● Problem details
Search term "println": please copy every line of the records below that contains it.

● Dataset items
--- START ---

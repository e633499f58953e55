//! Configuration management commands.

use clap::Subcommand;

use crate::error::CliError;
use mapoverlay::config::{config_file_path, ConfigFile};

/// Config subcommands.
#[derive(Subcommand)]
pub enum ConfigCommands {
    /// Write a default configuration file
    Init {
        /// Overwrite an existing configuration file
        #[arg(long)]
        force: bool,
    },

    /// Print the effective configuration
    Show,

    /// Print the configuration file path
    Path,
}

/// Run a config subcommand.
pub fn run(command: ConfigCommands) -> Result<(), CliError> {
    match command {
        ConfigCommands::Init { force } => run_init(force),
        ConfigCommands::Show => {
            let config = ConfigFile::load()?;
            print!("{}", config.to_config_string());
            Ok(())
        }
        ConfigCommands::Path => {
            println!("{}", config_file_path().display());
            Ok(())
        }
    }
}

fn run_init(force: bool) -> Result<(), CliError> {
    if force {
        ConfigFile::default().save()?;
        println!("Wrote default configuration to {}", config_file_path().display());
        return Ok(());
    }

    let existed = config_file_path().exists();
    let path = ConfigFile::ensure_exists()?;
    if existed {
        println!("Configuration already exists at {}", path.display());
        println!("Use --force to overwrite it with defaults.");
    } else {
        println!("Wrote default configuration to {}", path.display());
    }
    Ok(())
}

--- END ---

● Solved problem
            println!("{}", config_file_path().display());
        println!("Wrote default configuration to {}", config_file_path().display());
        println!("Configuration already exists at {}", path.display());
        println!("Use --force to overwrite it with defaults.");
        println!("Wrote default configuration to {}", path.display());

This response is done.